Но потому ли, что Гюдень слишком поздно получил приказания о движении, потому ли, что он их вяло исполнил, он не прибыл вовремя и мы были спасены.

Со своей стороны, генерал Кутузов, предвидевший возможность движения неприятельского корпуса, чтобы отрезать нам путь отступления (хотя он не знал, что Гюден был в Никольсбурге), ускорил отступление и достиг безостановочно Годингена на Мархе; там, видя, что его безотвязно не преследовали и что его арьергард еще довольно далеко, он остановился, чтобы восстановить, если возможно, немного порядка в войсках; сначала надо было собрать роты, полки и организовать колонны.

Мы были заняты этой необходимой работой, сделавшейся трудной благодаря смущению, воцарившемуся в наших массах при приближении Гюденя.

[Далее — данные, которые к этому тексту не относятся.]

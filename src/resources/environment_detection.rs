//! `AMT_EnvironmentDetectionSettingData`: domains used to decide whether the
//! platform is inside the enterprise network.

use crate::catalog::SchemaFamily;
use crate::error::WsmanError;
use crate::schema::{
    list, parse_scalar, push_text, scalar, set_text, text, FieldDescriptor, Fields, LabelMap,
    Resource,
};
use serde::{Deserialize, Serialize};

/// The single instance's fixed identity.
pub const INSTANCE_ID: &str = "Intel(r) AMT Environment Detection Settings";

/// DetectionAlgorithm values.
pub const DETECTION_ALGORITHM_LABELS: &[(u8, &str)] = &[(0, "LocalDomains"), (1, "RemoteURLs")];

#[derive(Debug, Clone, Default, PartialEq, Eq, Serialize, Deserialize)]
#[serde(rename_all = "PascalCase")]
pub struct EnvironmentDetectionSettingData {
    pub element_name: String,
    #[serde(rename = "InstanceID")]
    pub instance_id: String,
    pub detection_algorithm: u8,
    pub detection_strings: Vec<String>,
    #[serde(rename = "DetectionIPv6LocalPrefixes")]
    pub detection_ipv6_local_prefixes: Vec<String>,
}

impl EnvironmentDetectionSettingData {
    pub fn detection_algorithm_labels() -> Result<LabelMap<u8>, WsmanError> {
        LabelMap::new(DETECTION_ALGORITHM_LABELS)
    }
}

impl Fields for EnvironmentDetectionSettingData {
    fn fields() -> Vec<FieldDescriptor<Self>> {
        vec![
            FieldDescriptor::key(
                "ElementName",
                |s: &Self| text(&s.element_name),
                |s: &mut Self, raw: &str| set_text(&mut s.element_name, raw),
            )
            .with_default(INSTANCE_ID),
            FieldDescriptor::key(
                "InstanceID",
                |s: &Self| text(&s.instance_id),
                |s: &mut Self, raw: &str| set_text(&mut s.instance_id, raw),
            )
            .with_default(INSTANCE_ID),
            FieldDescriptor::writable(
                "DetectionAlgorithm",
                |s: &Self| scalar(&s.detection_algorithm),
                |s: &mut Self, raw: &str| parse_scalar(&mut s.detection_algorithm, raw),
            ),
            FieldDescriptor::writable(
                "DetectionStrings",
                |s: &Self| list(&s.detection_strings),
                |s: &mut Self, raw: &str| push_text(&mut s.detection_strings, raw),
            ),
            FieldDescriptor::writable(
                "DetectionIPv6LocalPrefixes",
                |s: &Self| list(&s.detection_ipv6_local_prefixes),
                |s: &mut Self, raw: &str| push_text(&mut s.detection_ipv6_local_prefixes, raw),
            ),
        ]
    }
}

impl Resource for EnvironmentDetectionSettingData {
    const FAMILY: SchemaFamily = SchemaFamily::Amt;
    const CLASS_NAME: &'static str = "AMT_EnvironmentDetectionSettingData";
}

#[cfg(test)]
mod tests {
    use super::*;
    use crate::parser::parse_response;
    use crate::schema::{decode_root, encode_fields, validate_fields};

    #[test]
    fn test_schema_is_valid() {
        assert!(validate_fields::<EnvironmentDetectionSettingData>().is_ok());
        let labels = EnvironmentDetectionSettingData::detection_algorithm_labels().unwrap();
        assert_eq!(labels.label(1), Some("RemoteURLs"));
    }

    #[test]
    fn test_decode_get_response() {
        let xml = r#"<a:Envelope xmlns:a="http://www.w3.org/2003/05/soap-envelope" xmlns:g="http://intel.com/wbem/wscim/1/amt-schema/1/AMT_EnvironmentDetectionSettingData"><a:Header/><a:Body><g:AMT_EnvironmentDetectionSettingData><g:DetectionAlgorithm>0</g:DetectionAlgorithm><g:DetectionStrings>a.com</g:DetectionStrings><g:DetectionStrings>b.com</g:DetectionStrings><g:ElementName>Intel(r) AMT Environment Detection Settings</g:ElementName><g:InstanceID>Intel(r) AMT Environment Detection Settings</g:InstanceID></g:AMT_EnvironmentDetectionSettingData></a:Body></a:Envelope>"#;
        let envelope = parse_response(xml.as_bytes()).unwrap();
        let settings: EnvironmentDetectionSettingData =
            decode_root(&envelope.body, "AMT_EnvironmentDetectionSettingData").unwrap();
        assert_eq!(settings.detection_algorithm, 0);
        assert_eq!(settings.detection_strings, vec!["a.com", "b.com"]);
        assert_eq!(settings.instance_id, INSTANCE_ID);
        assert!(settings.detection_ipv6_local_prefixes.is_empty());
    }

    #[test]
    fn test_put_fields_include_identity() {
        let update = EnvironmentDetectionSettingData {
            detection_strings: vec!["corp.example".to_string()],
            ..Default::default()
        };
        let fields = encode_fields(&update);
        assert_eq!(
            fields,
            vec![
                ("ElementName", INSTANCE_ID.to_string()),
                ("InstanceID", INSTANCE_ID.to_string()),
                ("DetectionAlgorithm", "0".to_string()),
                ("DetectionStrings", "corp.example".to_string()),
            ]
        );
    }

    #[test]
    fn test_json_projection() {
        let settings = EnvironmentDetectionSettingData {
            instance_id: INSTANCE_ID.to_string(),
            detection_strings: vec!["a.com".to_string()],
            ..Default::default()
        };
        let json = serde_json::to_value(&settings).unwrap();
        assert_eq!(json["InstanceID"], INSTANCE_ID);
        assert_eq!(json["DetectionStrings"][0], "a.com");
        assert_eq!(json["DetectionAlgorithm"], 0);
    }
}
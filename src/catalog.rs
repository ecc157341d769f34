//! Resource identities and action URIs.

use crate::error::WsmanError;
use serde::{Deserialize, Serialize};
use std::fmt;

/// Namespace URIs used on the wire.
pub const SOAP_12_NS: &str = "http://www.w3.org/2003/05/soap-envelope";
pub const ADDRESSING_NS: &str = "http://schemas.xmlsoap.org/ws/2004/08/addressing";
pub const WSMAN_NS: &str = "http://schemas.dmtf.org/wbem/wsman/1/wsman.xsd";
pub const TRANSFER_NS: &str = "http://schemas.xmlsoap.org/ws/2004/09/transfer";
pub const ENUMERATION_NS: &str = "http://schemas.xmlsoap.org/ws/2004/09/enumeration";

/// Anonymous WS-Addressing reply endpoint.
pub const ANONYMOUS_ADDRESS: &str = "http://schemas.xmlsoap.org/ws/2004/08/addressing/role/anonymous";

/// Filter dialect for selector-based enumeration filters.
pub const SELECTOR_FILTER_DIALECT: &str =
    "http://schemas.dmtf.org/wbem/wsman/1/wsman/SelectorFilter";

/// Schema families exposed by an AMT device.
#[derive(Debug, Clone, Copy, PartialEq, Eq, Hash, Serialize, Deserialize)]
#[serde(rename_all = "lowercase")]
pub enum SchemaFamily {
    /// Intel AMT classes (`AMT_*`)
    Amt,
    /// DMTF CIM classes (`CIM_*`)
    Cim,
    /// Intel platform services classes (`IPS_*`)
    Ips,
}

impl SchemaFamily {
    /// Base resource URI, including the trailing slash.
    pub fn base_uri(&self) -> &'static str {
        match self {
            Self::Amt => "http://intel.com/wbem/wscim/1/amt-schema/1/",
            Self::Cim => "http://schemas.dmtf.org/wbem/wscim/1/cim-schema/2/",
            Self::Ips => "http://intel.com/wbem/wscim/1/ips-schema/1/",
        }
    }

    /// Infer the family from a class name prefix.
    pub fn from_class_name(class_name: &str) -> Option<Self> {
        if class_name.starts_with("AMT_") {
            Some(Self::Amt)
        } else if class_name.starts_with("CIM_") {
            Some(Self::Cim)
        } else if class_name.starts_with("IPS_") {
            Some(Self::Ips)
        } else {
            None
        }
    }
}

/// Identity of a WS-Management resource class.
///
/// `local_name` is always the last path segment of `resource_uri` and is the
/// element name expected at the root of Get/Put response bodies.
#[derive(Debug, Clone, PartialEq, Eq, Hash, Serialize, Deserialize)]
pub struct ResourceIdentity {
    resource_uri: String,
    local_name: String,
}

impl ResourceIdentity {
    /// Identity for `class_name` within a schema family.
    pub fn new(family: SchemaFamily, class_name: &str) -> Self {
        Self {
            resource_uri: format!("{}{}", family.base_uri(), class_name),
            local_name: class_name.to_string(),
        }
    }

    /// Identity for a prefixed class name such as `AMT_GeneralSettings`.
    pub fn for_class(class_name: &str) -> Result<Self, WsmanError> {
        check_class_name(class_name)?;
        let family = SchemaFamily::from_class_name(class_name).ok_or_else(|| {
            WsmanError::Schema(format!(
                "cannot infer schema family for class '{}'",
                class_name
            ))
        })?;
        Ok(Self::new(family, class_name))
    }

    /// Identity from a full resource URI.
    pub fn from_uri(resource_uri: &str) -> Result<Self, WsmanError> {
        let local_name = resource_uri
            .rsplit('/')
            .next()
            .filter(|segment| !segment.is_empty())
            .ok_or_else(|| {
                WsmanError::Schema(format!(
                    "resource URI '{}' has no terminal class segment",
                    resource_uri
                ))
            })?;
        check_class_name(local_name)?;
        Ok(Self {
            resource_uri: resource_uri.to_string(),
            local_name: local_name.to_string(),
        })
    }

    pub fn resource_uri(&self) -> &str {
        &self.resource_uri
    }

    pub fn local_name(&self) -> &str {
        &self.local_name
    }
}

fn check_class_name(class_name: &str) -> Result<(), WsmanError> {
    if is_xml_name(class_name) {
        Ok(())
    } else {
        Err(WsmanError::Schema(format!(
            "'{}' is not a valid class element name",
            class_name
        )))
    }
}

/// Whether `name` can be used as an unprefixed XML element name.
pub fn is_xml_name(name: &str) -> bool {
    let mut chars = name.chars();
    chars
        .next()
        .is_some_and(|first| first.is_alphabetic() || first == '_')
        && chars.all(|c| c.is_alphanumeric() || matches!(c, '_' | '-' | '.'))
}

impl fmt::Display for ResourceIdentity {
    fn fmt(&self, f: &mut fmt::Formatter<'_>) -> fmt::Result {
        f.write_str(&self.resource_uri)
    }
}

/// A WS-Management verb.
#[derive(Debug, Clone, PartialEq, Eq)]
pub enum Verb {
    Get,
    Put,
    Delete,
    Enumerate,
    Pull,
    Release,
    /// Extrinsic method defined by the resource class
    Method(String),
}

/// Action URIs for one resource class, resolved once per binding.
#[derive(Debug, Clone, PartialEq, Eq)]
pub struct ActionCatalog {
    resource_uri: String,
    get: String,
    put: String,
    delete: String,
    enumerate: String,
    pull: String,
    release: String,
}

impl ActionCatalog {
    /// Resolve the standard actions for `identity`.
    pub fn for_resource(identity: &ResourceIdentity) -> Self {
        Self {
            resource_uri: identity.resource_uri().to_string(),
            get: format!("{}/Get", TRANSFER_NS),
            put: format!("{}/Put", TRANSFER_NS),
            delete: format!("{}/Delete", TRANSFER_NS),
            enumerate: format!("{}/Enumerate", ENUMERATION_NS),
            pull: format!("{}/Pull", ENUMERATION_NS),
            release: format!("{}/Release", ENUMERATION_NS),
        }
    }

    /// Action URI for `verb`.
    pub fn action(&self, verb: &Verb) -> String {
        match verb {
            Verb::Get => self.get.clone(),
            Verb::Put => self.put.clone(),
            Verb::Delete => self.delete.clone(),
            Verb::Enumerate => self.enumerate.clone(),
            Verb::Pull => self.pull.clone(),
            Verb::Release => self.release.clone(),
            Verb::Method(name) => self.method(name),
        }
    }

    /// Action URI for an extrinsic method: `<resourceURI>/<MethodName>`.
    pub fn method(&self, name: &str) -> String {
        format!("{}/{}", self.resource_uri, name)
    }
}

Если бы Кутузов, останавливаясь в Годингене, перешел Марх и сломал бы мост, он был бы по меньшей мере обеспечен от тревог. Он действительно это и приказал, но, когда мы были близ города и некоторые, очень спешившие, уже прошли его, прибыл от императора Вейротер и передал приказание оставаться на правом берегу реки. Новое распоряжение этого генерала в столь критических обстоятельствах окончательно убедило многих из нас, что он хотел докончить свою работу и предать нас французам.

Действительно, позиция, которую он приказывал нам занять, была верхом безумия. Мост через Марх находится в самом городе Годингене, он длинный и узкий; с другой стороны города начинается неширокое шоссе, идущее среди болот и ведущее в Галач. Там уже Венгрия.

Вейротер заставил нас стать биваком а́ cheval [верхом] на шоссе; он поставил пехоту на правом фланге в три линии и почти без дистанций между ними, на совершенной равнине, а всю кавалерию – на левом, за непроходимым болотом – новая нелепость, еще подтвердившая наши подозрения. Конечно, если бы Наполеон с одной стороны, а Гюден – с другой явились бы атаковать нас на этой странной позиции, они взяли бы половину армии, нагроможденную в узких улицах города и на мосту.